Team Jackson and Team Breeland squared off against each other in the 4th annual Amputee Warrior Softball Classic at Prince George's Stadium.

"It allows the guys to build some camaraderie," Cooper said. "Hanging out in the dugout, and that sort of thing."

"These guys are pretty good," Jackson said. "They have some very good talent and very good qualities and their mentality, they have the instinct to win. They don't take losing for anything nice. They're almost more competitive than us. I'm glad this year we split it up."

He and cornerback Bashaud Breeland were the respective captains and each took time during the night to chat with Warriors, all of whom had suffered an injury and amputation while serving overseas. In front of a nice crowd, who got to see Redskins such as Trent Williams, Su'a Cravens, Vernon Davis, Will Compton Jamison Crowder, Kedric Golston, Rashad Ross, Houston Bates and Nick Sundberg, the teams played nine innings on a shortened field after a home run derby.

Team Jackson defeated Team Breeland 16-15, thanks, of course, to a walk-off base hit by Jackson himself.

"It's really a blessing," Jackson said of hosting the event again. "They put on some great work in our community, making us safe, protecting our friend's lives. Some of them have some really bad, unfortunate injuries that they suffered in battle, in combat, and we just want to let them know that we support them, we appreciate them, all the hard work they do. Another thing is outreach into the community and having the community come and having parents come out and really feel like they can be connected to guys on our team, these vets, it's really a great cause."

Among the proceedings on the field, which was a mixed bag of competitiveness and silliness, many of the veterans there were happy to have an opportunity to display their athleticism, still present, instead of feeling stigmatized.

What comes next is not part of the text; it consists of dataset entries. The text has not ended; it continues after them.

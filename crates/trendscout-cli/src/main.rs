use clap::{Parser, Subcommand};

mod dashboard;
mod discover;
mod trends;

#[derive(Debug, Parser)]
#[command(name = "trendscout-cli")]
#[command(about = "trendscout command line interface")]
struct Cli {
    #[command(subcommand)]
    command: Commands,
}

#[derive(Debug, Subcommand)]
enum Commands {
    /// Run one discovery pass against the configured sources.
    Discover {
        /// Restrict the pass to one source (`reddit` or `x`); repeatable.
        #[arg(long = "source", value_name = "NAME")]
        sources: Vec<String>,

        /// Per-source fetch cap, overriding the configured default.
        #[arg(long)]
        max_posts: Option<usize>,

        /// Show what would run without fetching or writing anything.
        #[arg(long)]
        dry_run: bool,
    },
    /// Show the top trend analyses by viral score.
    Trends {
        #[arg(long, default_value_t = 20)]
        limit: i64,
    },
    /// Show the aggregated dashboard for the recent-post window.
    Dashboard {
        /// Lookback window in hours.
        #[arg(long)]
        hours: Option<i64>,
    },
}

#[tokio::main]
async fn main() -> anyhow::Result<()> {
    dotenvy::dotenv().ok();
    tracing_subscriber::fmt::init();

    let cli = Cli::parse();
    let config = trendscout_core::load_app_config_from_env()?;
    let pool = trendscout_db::connect_pool(
        &config.database_url,
        trendscout_db::PoolConfig::from_app_config(&config),
    )
    .await?;
    trendscout_db::run_migrations(&pool).await?;

    match cli.command {
        Commands::Discover {
            sources,
            max_posts,
            dry_run,
        } => discover::run_discover(&pool, &config, &sources, max_posts, dry_run).await,
        Commands::Trends { limit } => trends::run_trends(&pool, limit).await,
        Commands::Dashboard { hours } => dashboard::run_dashboard(&pool, &config, hours).await,
    }
}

That's why Danielle Greene was happy to take part in the game. A U.S. Army specialist, she was deployed to Iraq in 2004 when a rocket-propelled grenade ripped off the bottom part of her left arm during a rooftop security check in Baghdad. During eight months of therapy with her non-dominant right arm, she learned to embrace the challenge and was grateful to be "walking on top of the soil."

She went on to obtain her master's degree in counseling and continues to give back to her alma mater Notre Dame, where she played basketball for four years. She holds the distinction of being the first female Wounded Warrior on the softball team.

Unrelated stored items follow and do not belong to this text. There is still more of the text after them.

//! Trend analysis pipeline for TrendScout.
//!
//! Takes normalized posts from the source collectors through quality
//! filtering, identity dedup, keyword classification, and clustering, then
//! summarizes each surviving group into a trend analysis. An optional HTTP
//! insight service enriches summaries and generates content suggestions; a
//! deterministic rule-based generator covers every failure of that service.
//! Also computes the lookback dashboard snapshot over persisted posts.

pub mod classify;
pub mod cluster;
pub mod dashboard;
pub mod dedup;
pub mod error;
pub mod insight;
pub mod pipeline;
pub mod quality;
pub mod summarize;
pub mod types;

pub use classify::{Classifier, KeywordClassifier, DEFAULT_CATEGORY};
pub use cluster::cluster_posts;
pub use dashboard::{build_dashboard, DashboardSnapshot, ViralityTier};
pub use dedup::{dedup_posts, DedupOutcome};
pub use error::TrendError;
pub use insight::{fallback_suggestions, AiInsights, InsightClient};
pub use pipeline::{analyze_posts, discovery_gate, AnalysisOutcome};
pub use quality::{filter_posts, passes_quality};
pub use summarize::summarize_group;
pub use types::{ContentSuggestion, TrendAnalysis, TrendGroup};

"It means a lot," Greene said. "In the news I feel like veterans and military personnel, we get a bad rap from coming overseas and being diagnosed with PTSD and anxiety, the negative issues. But I think this organization puts a positive spin on people embracing the challenge and coming together and continuing to serve and bring this broader awareness to different communities. Our motto is 'life without a limb is limitless.' Our whole thing is to try and instill hope…It's about awareness, it's about helping the next generation out."

For punter Tress Way, who happened to score the winning run Saturday, the reason he continues to attend this event is his desire to give back in some small way, and to be reminded of these veterans' courage. 

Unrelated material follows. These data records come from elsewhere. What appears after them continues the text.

//! Retry with exponential back-off and jitter for the source fetchers.
//!
//! [`retry_with_backoff`] wraps any fallible async operation and retries on
//! errors the supplied policy deems transient. The two fetcher variants carry
//! different policies: the paginated source retries the same page on 429, the
//! single-shot source treats 429 as final because its window admits one call.

use std::future::Future;
use std::time::Duration;

use crate::error::SourceError;

const MAX_DELAY_MS: u64 = 60_000;

/// Retry policy for the paginated listing source.
///
/// **Retriable:** transport failures (timeout, connection reset), 5xx, and
/// 429; the same page is retried after the delay, never a later cursor.
///
/// **Not retriable:** [`SourceError::Auth`] (config-level, surfaced
/// immediately), [`SourceError::QuotaExhausted`] (blocked until the period
/// reset), [`SourceError::Deserialize`] and [`SourceError::PaginationLimit`]
/// (retrying returns the same bytes).
pub(crate) fn paginated_retriable(err: &SourceError) -> bool {
    match err {
        SourceError::RateLimited { .. } => true,
        other => transport_retriable(other),
    }
}

/// Retry policy for the single-shot search source: transport failures and
/// 5xx only.
pub(crate) fn single_shot_retriable(err: &SourceError) -> bool {
    transport_retriable(err)
}

fn transport_retriable(err: &SourceError) -> bool {
    match err {
        SourceError::Http(e) => {
            e.is_timeout() || e.is_connect() || e.status().is_some_and(|s| s.is_server_error())
        }
        SourceError::UnexpectedStatus { status, .. } => *status >= 500,
        SourceError::Auth { .. }
        | SourceError::RateLimited { .. }
        | SourceError::QuotaExhausted { .. }
        | SourceError::Deserialize { .. }
        | SourceError::PaginationLimit { .. } => false,
    }
}

/// Runs `operation` with up to `max_retries` additional attempts on errors
/// accepted by `is_retriable`.
///
/// Back-off schedule with `backoff_base_ms = 1_000`:
///
/// | Attempt | Sleep before next attempt        |
/// |---------|----------------------------------|
/// | 1       | 1 000 ms × 2⁰ ± 25 % jitter     |
/// | 2       | 1 000 ms × 2¹ ± 25 % jitter     |
/// | 3       | 1 000 ms × 2² ± 25 % jitter     |
///
/// Delay is capped at 60 s. Non-retriable errors are returned immediately.
pub(crate) async fn retry_with_backoff<T, F, Fut, P>(
    max_retries: u32,
    backoff_base_ms: u64,
    is_retriable: P,
    mut operation: F,
) -> Result<T, SourceError>
where
    F: FnMut() -> Fut,
    Fut: Future<Output = Result<T, SourceError>>,
    P: Fn(&SourceError) -> bool,
{
    let mut attempt = 0u32;
    loop {
        match operation().await {
            Ok(value) => return Ok(value),
            Err(err) => {
                if !is_retriable(&err) || attempt >= max_retries {
                    return Err(err);
                }
                attempt += 1;
                let computed = backoff_base_ms.saturating_mul(1u64 << (attempt - 1).min(10));
                let capped = computed.min(MAX_DELAY_MS);
                #[allow(
                    clippy::cast_possible_truncation,
                    clippy::cast_sign_loss,
                    clippy::cast_precision_loss
                )]
                let delay_ms = (capped as f64 * (rand::random::<f64>() * 0.5 + 0.75)) as u64;
                tracing::warn!(
                    attempt,
                    max_retries,
                    delay_ms,
                    error = %err,
                    "transient source error, retrying after back-off"
                );
                tokio::time::sleep(Duration::from_millis(delay_ms)).await;
            }
        }
    }
}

"Whenever we do the National Anthem, we're all standing there, getting ready for another game, but you realize this is these guys' lives, how serious they take it, just their respect for our country," Way said. "I don't know how you could not hang out with these guys for two or three minutes and gain all the respect in the world for them, so for me, that single moment that's unbelievable, just to see those guys and what they've put on the line for us so that we can come out here and be safe and play a softball game.

"They all thanked us for coming out," he said. "We should be the ones thanking them."